Holmes will be watched with a cautious eye, with Mark O’Connor and Brandon Parfitt in waiting.
— Real Footy (AFL) (@agerealfooty) September 23, 2022
As players have been kept from the grand final side due to injury or some misfortune, questions arise as to whether or not every player should be awarded a premiership medal, despite not featuring on the biggest stage.
Recently retired Swan Josh Kennedy believes that any player who dons the colours is apart of the success and should be treated accordingly.
“I think like most sports around the world, and certainly not on the day but down the track, they’re certainly part of it,” Kennedy said.
“Winning a premiership isn’t just on the day its right through getting there and it takes a whole club too be able to do that so I’m in favour of it.
“I think back to teammates of mine in 2012 that were heartbreakingly unlucky through injury to miss the grand final but undoubtedly we wouldn’t have been there if it wasn’t for them.”
Media personality and formed North Melbourne player David King agreed somewhat with Kennedy’s opinion, believing that a player must have played at least one game to qualify.
“I don’t think it matters, why are people so upset with that? I agree with Josh, I think if you’ve played a game through the year then you’re part of the premiership squad,” King said.
Kennedy and McDonald are apart of a long list of players who have been unfortunate to miss out, leaving coaches with the difficult and heartbreaking decision.
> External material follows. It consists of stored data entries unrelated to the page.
//! Which swatch bucket feeds each theme role, remembered across sessions.

use serde::{Deserialize, Serialize};

use crate::storage::{KvStore, StorageError};
use crate::swatch::SwatchName;

pub const PREFERENCE_KEY: &str = "colorPreference";

#[derive(Debug, Clone, Copy, PartialEq, Eq, Serialize, Deserialize)]
#[serde(rename_all = "camelCase")]
pub struct UserPreference {
    pub light_theme_source: SwatchName,
    pub dark_theme_source: SwatchName,
}

impl Default for UserPreference {
    fn default() -> Self {
        Self {
            light_theme_source: SwatchName::LightVibrant,
            dark_theme_source: SwatchName::Muted,
        }
    }
}

/// Read the stored preference, falling back to the default.
///
/// A missing entry is the normal first-run case. Anything unreadable is
/// logged and replaced by the default; the caller never sees an error.
pub fn load(store: &dyn KvStore) -> UserPreference {
    let raw = match store.get(PREFERENCE_KEY) {
        Ok(Some(raw)) => raw,
        Ok(None) => return UserPreference::default(),
        Err(e) => {
            tracing::warn!(error = %e, "failed to read color preference, using default");
            return UserPreference::default();
        }
    };

    match serde_json::from_str(&raw) {
        Ok(pref) => pref,
        Err(e) => {
            tracing::warn!(error = %e, raw = %raw, "stored color preference is corrupt, using default");
            UserPreference::default()
        }
    }
}

pub fn save(store: &dyn KvStore, pref: &UserPreference) -> Result<(), StorageError> {
    let json = serde_json::to_string(pref)?;
    store.set(PREFERENCE_KEY, &json)?;
    tracing::debug!(
        light = %pref.light_theme_source,
        dark = %pref.dark_theme_source,
        "saved color preference"
    );
    Ok(())
}
//! PostgreSQL adapter for DocumentStore
//!
//! Documents are rows of a single `documents` table keyed by
//! `(collection, id)` with the body in a JSONB column. Filters compile to
//! `data #>> path = value` predicates.

use async_trait::async_trait;
use chrono::Utc;
use sea_orm::sea_query::OnConflict;
use sea_orm::{
    ConnectionTrait, DatabaseBackend, DatabaseConnection, EntityTrait, Set, Statement,
    Value as SqlValue,
};
use serde_json::Value;

use crate::domain::filter::Filter;
use crate::domain::ports::{Document, DocumentPage, DocumentStore, ListQuery};
use crate::entity::documents;
use crate::error::DomainError;

const SCHEMA: [&str; 2] = [
    r#"CREATE TABLE IF NOT EXISTS documents (
        collection TEXT NOT NULL,
        id TEXT NOT NULL,
        data JSONB NOT NULL DEFAULT '{}'::jsonb,
        created_at TIMESTAMPTZ NOT NULL DEFAULT now(),
        updated_at TIMESTAMPTZ NOT NULL DEFAULT now(),
        PRIMARY KEY (collection, id)
    )"#,
    "CREATE INDEX IF NOT EXISTS documents_collection_created_at_idx \
     ON documents (collection, created_at DESC)",
];

/// PostgreSQL implementation of DocumentStore
pub struct PostgresDocumentStore {
    db: DatabaseConnection,
}

impl PostgresDocumentStore {
    pub fn new(db: DatabaseConnection) -> Self {
        Self { db }
    }

    /// Create the documents table if it does not exist yet
    pub async fn ensure_schema(&self) -> Result<(), DomainError> {
        for sql in SCHEMA {
            self.db
                .execute_unprepared(sql)
                .await
                .map_err(|e| DomainError::Database(e.to_string()))?;
        }
        Ok(())
    }

    async fn find(&self, collection: &str, id: &str) -> Result<Option<Document>, DomainError> {
        let result = documents::Entity::find_by_id((collection.to_string(), id.to_string()))
            .one(&self.db)
            .await
            .map_err(|e| DomainError::Database(e.to_string()))?;

        Ok(result.map(|m| m.into()))
    }

    async fn find_existing(&self, collection: &str, id: &str) -> Result<Document, DomainError> {
        self.find(collection, id).await?.ok_or_else(|| {
            DomainError::NotFound(format!("{}/{} not found", collection, id))
        })
    }
}

fn require_object(data: &Value) -> Result<(), DomainError> {
    if data.is_object() {
        Ok(())
    } else {
        Err(DomainError::Validation(
            "documents must be JSON objects".to_string(),
        ))
    }
}

/// Compile a filter to a SQL predicate, appending bind values to `values`
fn filter_sql(filter: &Filter, values: &mut Vec<SqlValue>) -> String {
    match filter {
        Filter::Eq { field, value } => {
            values.push(field.clone().into());
            let path = values.len();
            values.push(value.clone().into());
            let value = values.len();
            format!(
                "(jsonb_typeof(data #> string_to_array(${path}, '.')) IN ('string', 'number', 'boolean') \
                 AND data #>> string_to_array(${path}, '.') = ${value})"
            )
        }
        Filter::And(filters) => join_sql(filters, " AND ", "TRUE", values),
        Filter::Or(filters) => join_sql(filters, " OR ", "FALSE", values),
    }
}

fn join_sql(filters: &[Filter], separator: &str, empty: &str, values: &mut Vec<SqlValue>) -> String {
    if filters.is_empty() {
        return empty.to_string();
    }
    let parts: Vec<String> = filters.iter().map(|f| filter_sql(f, values)).collect();
    format!("({})", parts.join(separator))
}

/// `WHERE` clause for a listing plus its bind values
fn where_clause(collection: &str, filter: Option<&Filter>) -> (String, Vec<SqlValue>) {
    let mut values: Vec<SqlValue> = vec![collection.to_string().into()];
    let mut sql = "WHERE collection = $1".to_string();
    if let Some(filter) = filter {
        let predicate = filter_sql(filter, &mut values);
        sql.push_str(" AND ");
        sql.push_str(&predicate);
    }
    (sql, values)
}

fn clamp_i64(n: u64) -> i64 {
    i64::try_from(n).unwrap_or(i64::MAX)
}

#[async_trait]
impl DocumentStore for PostgresDocumentStore {
    async fn get(&self, collection: &str, id: &str) -> Result<Option<Document>, DomainError> {
        self.find(collection, id).await
    }

    async fn list(
        &self,
        collection: &str,
        query: &ListQuery,
    ) -> Result<DocumentPage, DomainError> {
        let (where_sql, values) = where_clause(collection, query.filter.as_ref());

        let count_stmt = Statement::from_sql_and_values(
            DatabaseBackend::Postgres,
            format!("SELECT COUNT(*) AS total FROM documents {}", where_sql),
            values.clone(),
        );
        let total: i64 = match self
            .db
            .query_one(count_stmt)
            .await
            .map_err(|e| DomainError::Database(e.to_string()))?
        {
            Some(row) => row
                .try_get("", "total")
                .map_err(|e| DomainError::Database(e.to_string()))?,
            None => 0,
        };

        let mut values = values;
        values.push(clamp_i64(query.limit).into());
        let limit = values.len();
        values.push(clamp_i64(query.offset).into());
        let offset = values.len();
        let select_stmt = Statement::from_sql_and_values(
            DatabaseBackend::Postgres,
            format!(
                "SELECT collection, id, data, created_at, updated_at FROM documents {} \
                 ORDER BY created_at DESC, id ASC LIMIT ${} OFFSET ${}",
                where_sql, limit, offset
            ),
            values,
        );
        let rows = documents::Entity::find()
            .from_raw_sql(select_stmt)
            .all(&self.db)
            .await
            .map_err(|e| DomainError::Database(e.to_string()))?;

        Ok(DocumentPage {
            documents: rows.into_iter().map(|m| m.into()).collect(),
            total: u64::try_from(total).unwrap_or(0),
        })
    }

    async fn insert(
        &self,
        collection: &str,
        id: &str,
        data: Value,
    ) -> Result<Document, DomainError> {
        require_object(&data)?;
        let now = Utc::now().fixed_offset();

        let stmt = Statement::from_sql_and_values(
            DatabaseBackend::Postgres,
            "INSERT INTO documents (collection, id, data, created_at, updated_at) \
             VALUES ($1, $2, $3, $4, $4) ON CONFLICT (collection, id) DO NOTHING",
            [
                collection.to_string().into(),
                id.to_string().into(),
                data.clone().into(),
                now.into(),
            ],
        );
        let result = self
            .db
            .execute(stmt)
            .await
            .map_err(|e| DomainError::Database(e.to_string()))?;

        if result.rows_affected() == 0 {
            return Err(DomainError::AlreadyExists(format!(
                "{}/{} already exists",
                collection, id
            )));
        }

        Ok(Document {
            id: id.to_string(),
            data,
            created_at: now.with_timezone(&Utc),
            updated_at: now.with_timezone(&Utc),
        })
    }

    async fn put(&self, collection: &str, id: &str, data: Value) -> Result<Document, DomainError> {
        require_object(&data)?;
        let now = Utc::now().fixed_offset();

        let model = documents::ActiveModel {
            collection: Set(collection.to_string()),
            id: Set(id.to_string()),
            data: Set(data),
            created_at: Set(now),
            updated_at: Set(now),
        };
        documents::Entity::insert(model)
            .on_conflict(
                OnConflict::columns([documents::Column::Collection, documents::Column::Id])
                    .update_columns([documents::Column::Data, documents::Column::UpdatedAt])
                    .to_owned(),
            )
            .exec(&self.db)
            .await
            .map_err(|e| DomainError::Database(e.to_string()))?;

        self.find_existing(collection, id).await
    }

    async fn merge(
        &self,
        collection: &str,
        id: &str,
        patch: Value,
    ) -> Result<Document, DomainError> {
        if !patch.is_object() {
            return Err(DomainError::Validation(
                "document patches must be JSON objects".to_string(),
            ));
        }

        // jsonb `||` replaces top-level keys, matching merge_objects
        let stmt = Statement::from_sql_and_values(
            DatabaseBackend::Postgres,
            "UPDATE documents SET data = data || $1, updated_at = $2 \
             WHERE collection = $3 AND id = $4",
            [
                patch.into(),
                Utc::now().fixed_offset().into(),
                collection.to_string().into(),
                id.to_string().into(),
            ],
        );
        let result = self
            .db
            .execute(stmt)
            .await
            .map_err(|e| DomainError::Database(e.to_string()))?;

        if result.rows_affected() == 0 {
            return Err(DomainError::NotFound(format!(
                "{}/{} not found",
                collection, id
            )));
        }

        self.find_existing(collection, id).await
    }

    async fn delete(&self, collection: &str, id: &str) -> Result<(), DomainError> {
        let result =
            documents::Entity::delete_by_id((collection.to_string(), id.to_string()))
                .exec(&self.db)
                .await
                .map_err(|e| DomainError::Database(e.to_string()))?;

        if result.rows_affected == 0 {
            return Err(DomainError::NotFound(format!(
                "{}/{} not found",
                collection, id
            )));
        }
        Ok(())
    }
}

/// Convert SeaORM model to a domain document
impl From<documents::Model> for Document {
    fn from(model: documents::Model) -> Self {
        Document {
            id: model.id,
            data: model.data,
            created_at: model.created_at.with_timezone(&Utc),
            updated_at: model.updated_at.with_timezone(&Utc),
        }
    }
}

#[cfg(test)]
mod tests {
    use super::*;
    use crate::domain::filter::parse_filter;

    #[test]
    fn where_clause_without_filter_only_scopes_collection() {
        let (sql, values) = where_clause("products", None);
        assert_eq!(sql, "WHERE collection = $1");
        assert_eq!(values.len(), 1);
    }

    #[test]
    fn where_clause_numbers_placeholders_in_order() {
        let filter = parse_filter("(category=shoes&status=active)||featured=true").unwrap();
        let (sql, values) = where_clause("products", Some(&filter));

        assert_eq!(values.len(), 7);
        assert!(sql.starts_with("WHERE collection = $1 AND (("));
        assert!(sql.contains("string_to_array($2, '.')) IN"));
        assert!(sql.contains("= $3)"));
        assert!(sql.contains("string_to_array($6, '.') = $7"));
        assert!(sql.contains(" OR "));
        assert!(sql.contains(" AND "));
        assert_eq!(values[1], SqlValue::from("category".to_string()));
        assert_eq!(values[2], SqlValue::from("shoes".to_string()));
    }

    #[test]
    fn empty_groups_compile_to_constants() {
        let mut values = Vec::new();
        assert_eq!(filter_sql(&Filter::And(vec![]), &mut values), "TRUE");
        assert_eq!(filter_sql(&Filter::Or(vec![]), &mut values), "FALSE");
        assert!(values.is_empty());
    }
}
In last year’s edition of the decider that was played off between Melbourne and the Western Bulldogs, Luke Beveridge made the tough call to drop both Laitham Vandermeer and Ryan Gardner for the returning duo of Cody Weightman and Alex Keath.
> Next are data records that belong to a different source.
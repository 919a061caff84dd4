//! Notification entity
//!
//! Notifications without a `userId` belong to the admin feed.

use chrono::{DateTime, Utc};
use serde::{Deserialize, Serialize};

use super::{require_non_empty, Entity};
use crate::error::DomainError;

#[derive(Debug, Clone, Copy, Default, PartialEq, Eq, Serialize, Deserialize)]
#[serde(rename_all = "lowercase")]
pub enum NotificationKind {
    Order,
    Shipment,
    Promotion,
    #[default]
    System,
}

#[derive(Debug, Clone, Serialize, Deserialize)]
#[serde(rename_all = "camelCase")]
pub struct Notification {
    pub id: String,
    #[serde(default)]
    pub user_id: Option<String>,
    pub title: String,
    pub message: String,
    #[serde(default)]
    pub kind: NotificationKind,
    #[serde(default)]
    pub order_id: Option<String>,
    #[serde(default)]
    pub read: bool,
    pub created_at: DateTime<Utc>,
    pub updated_at: DateTime<Utc>,
}

impl Entity for Notification {
    const COLLECTION: &'static str = "notifications";
    const NAME: &'static str = "Notification";

    fn id(&self) -> &str {
        &self.id
    }

    fn validate(&self) -> Result<(), DomainError> {
        require_non_empty(&self.title, "title")?;
        require_non_empty(&self.message, "message")
    }
}
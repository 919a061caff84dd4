//! Test fixtures
//!
//! Factory functions for creating test data with sensible defaults.
//! Each fixture function creates a valid entity that can be customized.

use std::sync::Arc;

use chrono::Utc;
use uuid::Uuid;

use super::mocks::{InMemoryObjectStorage, MockCourierClient};
use crate::adapters::InMemoryDocumentStore;
use crate::app::resource_service::encode;
use crate::config::Config;
use crate::domain::entities::{
    Coupon, Customer, DeliveryArea, DiscountType, Entity, Order, OrderItem, OrderStatus,
    PaymentMethod, Product, ProductStatus, Review,
};
use crate::domain::ports::DocumentStore;
use crate::AppState;

fn short_id() -> String {
    Uuid::new_v4().simple().to_string()[..8].to_string()
}

/// Write an entity straight into the store, skipping service validation
pub async fn seed<T: Entity>(store: &dyn DocumentStore, entity: &T) {
    store
        .insert(T::COLLECTION, entity.id(), encode(entity).unwrap())
        .await
        .unwrap();
}

/// Active product with ten units in stock
pub fn test_product() -> Product {
    let suffix = short_id();
    Product {
        id: Uuid::new_v4().to_string(),
        name: format!("Test Product {}", suffix),
        slug: format!("test-product-{}", suffix),
        description: "A product for tests".to_string(),
        price: 1000.0,
        discount_price: None,
        stock: 10,
        category_id: None,
        images: vec!["http://shop.test/uploads/general/product.png".to_string()],
        tags: Vec::new(),
        featured: false,
        status: ProductStatus::Active,
        created_at: Utc::now(),
        updated_at: Utc::now(),
    }
}

pub fn test_review(product_id: &str) -> Review {
    Review {
        id: Uuid::new_v4().to_string(),
        product_id: product_id.to_string(),
        user_id: None,
        user_name: "Test Customer".to_string(),
        rating: 4,
        comment: "Good quality".to_string(),
        approved: false,
        created_at: Utc::now(),
        updated_at: Utc::now(),
    }
}

/// Active fixed-amount coupon without expiry, limit or minimum
pub fn test_coupon() -> Coupon {
    Coupon {
        id: Uuid::new_v4().to_string(),
        code: format!("TEST{}", short_id().to_uppercase()),
        discount_type: DiscountType::Fixed,
        value: 100.0,
        min_order_amount: 0.0,
        max_discount: None,
        usage_limit: None,
        used_count: 0,
        expires_at: None,
        active: true,
        created_at: Utc::now(),
        updated_at: Utc::now(),
    }
}

pub fn test_customer() -> Customer {
    Customer {
        name: "Test Customer".to_string(),
        phone: "01711111111".to_string(),
        email: Some("customer@example.com".to_string()),
        address: "House 1, Road 2, Dhanmondi, Dhaka".to_string(),
    }
}

pub fn test_delivery_area() -> DeliveryArea {
    DeliveryArea {
        id: Uuid::new_v4().to_string(),
        name: "Inside Dhaka".to_string(),
        charge: 60.0,
        estimated_days: Some("1-2".to_string()),
        active: true,
        created_at: Utc::now(),
        updated_at: Utc::now(),
    }
}

/// Pending cash-on-delivery order for two units at 500
pub fn test_order() -> Order {
    Order {
        id: Uuid::new_v4().to_string(),
        invoice: format!("INV-TEST-{}", short_id().to_uppercase()),
        user_id: None,
        customer: test_customer(),
        items: vec![OrderItem {
            product_id: Uuid::new_v4().to_string(),
            name: "Test Product".to_string(),
            price: 500.0,
            quantity: 2,
            image: None,
        }],
        delivery_area_id: None,
        delivery_charge: 60.0,
        subtotal: 1000.0,
        discount: 0.0,
        total: 1060.0,
        coupon_code: None,
        payment_method: PaymentMethod::Cod,
        status: OrderStatus::Pending,
        note: None,
        consignment_id: None,
        tracking_code: None,
        steadfast_status: None,
        created_at: Utc::now(),
        updated_at: Utc::now(),
    }
}

/// Application state wired to in-memory adapters, with handles to them
pub struct TestApp {
    pub state: AppState,
    pub store: Arc<InMemoryDocumentStore>,
    pub courier: Arc<MockCourierClient>,
    pub storage: Arc<InMemoryObjectStorage>,
}

pub fn test_app_with(config: Config) -> TestApp {
    let store = Arc::new(InMemoryDocumentStore::new());
    let courier = Arc::new(MockCourierClient::new());
    let storage = Arc::new(InMemoryObjectStorage::new(&config.public_base_url));
    let state = AppState::new(config, store.clone(), courier.clone(), storage.clone());
    TestApp {
        state,
        store,
        courier,
        storage,
    }
}

pub fn test_app() -> TestApp {
    test_app_with(Config::for_tests())
}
Unfortunately to no avail, Weightman and Keath couldn’t prevent the Demons from breaking the premiership drought that’s alluded the club since 1964.
In 2019, Richmond midfielder Jack Graham also missed out on premiership glory, as he dislocated his shoulder in the preliminary final against Geelong the week before.
Graham’s absence opened the door for the then-debutant Marlion Pickett, who played his first AFL game in a grand final, becoming the sixth player to debut in the decider, according to AFL.com.au.
Mitch McGovern was another case of bad luck, with the forward being kept on the sidelines in the 2017 grand final, failing to get up for big dance due to injury.
Sydney in 2016 were forced into two changes as Jarrad McVeigh and Callum Mills returned, forcing Aliir Aliir and Harrison Marsh out of the side.
Billy Hartung’s omission was a tough pill to swallow for the winger, as Hawthorn forward Jack Gunston was named in the 2015 grand final, overcoming an ankle injury.